- [PROBLEM STATEMENT]: Exact copies of all the records below should be returned.

- [DATA PROVIDED]:
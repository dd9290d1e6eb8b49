//! Script generation over an OpenAI-compatible chat-completions API

use std::time::Duration;

use async_trait::async_trait;
use echocast_core::error::StageError;
use serde::Deserialize;
use tracing::debug;

use super::{ScriptGenerator, truncate_chars};
use crate::config::LlmConfig;

pub struct OpenAiScriptGenerator {
    client: reqwest::Client,
    config: LlmConfig,
}

impl OpenAiScriptGenerator {
    pub fn new(config: LlmConfig, timeout: Duration) -> anyhow::Result<Self> {
        let client = reqwest::Client::builder().timeout(timeout).build()?;
        Ok(Self { client, config })
    }

    fn user_prompt(&self, title: &str, text: &str) -> String {
        let text = truncate_chars(text, self.config.context_chars);
        format!("Title: {title}\n\n{text}")
    }
}

#[async_trait]
impl ScriptGenerator for OpenAiScriptGenerator {
    async fn generate(&self, title: &str, text: &str) -> Result<String, StageError> {
        let url = format!("{}/chat/completions", self.config.base_url.trim_end_matches('/'));

        debug!(
            "Requesting script from {} (model {}, {} input chars)",
            url,
            self.config.model,
            text.len()
        );

        let response = self
            .client
            .post(&url)
            .bearer_auth(&self.config.api_key)
            .json(&serde_json::json!({
                "model": self.config.model,
                "messages": [
                    { "role": "system", "content": self.config.system_prompt },
                    { "role": "user", "content": self.user_prompt(title, text) },
                ],
                "temperature": 0.7,
            }))
            .send()
            .await
            .map_err(|e| StageError::Generation(format!("network error: {e}")))?;

        if !response.status().is_success() {
            let status = response.status();
            let body = response.text().await.unwrap_or_default();
            return Err(StageError::Generation(format!(
                "API error {status}: {body}"
            )));
        }

        let completion = response
            .json::<ChatCompletion>()
            .await
            .map_err(|e| StageError::Generation(format!("malformed response: {e}")))?;

        let script = completion
            .choices
            .into_iter()
            .next()
            .map(|choice| choice.message.content)
            .unwrap_or_default();

        if script.trim().is_empty() {
            return Err(StageError::Generation("empty completion".to_string()));
        }

        Ok(script)
    }
}

#[derive(Debug, Deserialize)]
struct ChatCompletion {
    choices: Vec<Choice>,
}

#[derive(Debug, Deserialize)]
struct Choice {
    message: Message,
}

#[derive(Debug, Deserialize)]
struct Message {
    content: String,
}
//! Server configuration

use std::path::PathBuf;

/// Settings for the submission/status API.
#[derive(Debug, Clone)]
pub struct Config {
    pub bind_addr: String,
    /// Root of all on-disk state, shared with the worker.
    pub data_dir: PathBuf,
}

impl Config {
    pub fn from_env() -> Self {
        Self {
            bind_addr: std::env::var("ECHOCAST_BIND_ADDR")
                .unwrap_or_else(|_| "0.0.0.0:8080".to_string()),
            data_dir: PathBuf::from(
                std::env::var("ECHOCAST_DATA_DIR").unwrap_or_else(|_| "data".to_string()),
            ),
        }
    }

    pub fn queue_dir(&self) -> PathBuf {
        self.data_dir.join("queue")
    }

    pub fn jobs_dir(&self) -> PathBuf {
        self.data_dir.join("jobs")
    }

    pub fn episodes_dir(&self) -> PathBuf {
        self.data_dir.join("episodes")
    }
}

- [ANSWER TO THIS PROBLEM]:
repository dd9290d1e6eb8b49
//! Script generation over an OpenAI-compatible chat-completions API

use std::time::Duration;

use async_trait::async_trait;
use echocast_core::error::StageError;
use serde::Deserialize;
use tracing::debug;

use super::{ScriptGenerator, truncate_chars};
use crate::config::LlmConfig;

pub struct OpenAiScriptGenerator {
    client: reqwest::Client,
    config: LlmConfig,
}

impl OpenAiScriptGenerator {
    pub fn new(config: LlmConfig, timeout: Duration) -> anyhow::Result<Self> {
        let client = reqwest::Client::builder().timeout(timeout).build()?;
        Ok(Self { client, config })
    }

    fn user_prompt(&self, title: &str, text: &str) -> String {
        let text = truncate_chars(text, self.config.context_chars);
        format!("Title: {title}\n\n{text}")
    }
}

#[async_trait]
impl ScriptGenerator for OpenAiScriptGenerator {
    async fn generate(&self, title: &str, text: &str) -> Result<String, StageError> {
        let url = format!("{}/chat/completions", self.config.base_url.trim_end_matches('/'));

        debug!(
            "Requesting script from {} (model {}, {} input chars)",
            url,
            self.config.model,
            text.len()
        );

        let response = self
            .client
            .post(&url)
            .bearer_auth(&self.config.api_key)
            .json(&serde_json::json!({
                "model": self.config.model,
                "messages": [
                    { "role": "system", "content": self.config.system_prompt },
                    { "role": "user", "content": self.user_prompt(title, text) },
                ],
                "temperature": 0.7,
            }))
            .send()
            .await
            .map_err(|e| StageError::Generation(format!("network error: {e}")))?;

        if !response.status().is_success() {
            let status = response.status();
            let body = response.text().await.unwrap_or_default();
            return Err(StageError::Generation(format!(
                "API error {status}: {body}"
            )));
        }

        let completion = response
            .json::<ChatCompletion>()
            .await
            .map_err(|e| StageError::Generation(format!("malformed response: {e}")))?;

        let script = completion
            .choices
            .into_iter()
            .next()
            .map(|choice| choice.message.content)
            .unwrap_or_default();

        if script.trim().is_empty() {
            return Err(StageError::Generation("empty completion".to_string()));
        }

        Ok(script)
    }
}

#[derive(Debug, Deserialize)]
struct ChatCompletion {
    choices: Vec<Choice>,
}

#[derive(Debug, Deserialize)]
struct Choice {
    message: Message,
}

#[derive(Debug, Deserialize)]
struct Message {
    content: String,
}
//! Server configuration

use std::path::PathBuf;

/// Settings for the submission/status API.
#[derive(Debug, Clone)]
pub struct Config {
    pub bind_addr: String,
    /// Root of all on-disk state, shared with the worker.
    pub data_dir: PathBuf,
}

impl Config {
    pub fn from_env() -> Self {
        Self {
            bind_addr: std::env::var("ECHOCAST_BIND_ADDR")
                .unwrap_or_else(|_| "0.0.0.0:8080".to_string()),
            data_dir: PathBuf::from(
                std::env::var("ECHOCAST_DATA_DIR").unwrap_or_else(|_| "data".to_string()),
            ),
        }
    }

    pub fn queue_dir(&self) -> PathBuf {
        self.data_dir.join("queue")
    }

    pub fn jobs_dir(&self) -> PathBuf {
        self.data_dir.join("jobs")
    }

    pub fn episodes_dir(&self) -> PathBuf {
        self.data_dir.join("episodes")
    }
}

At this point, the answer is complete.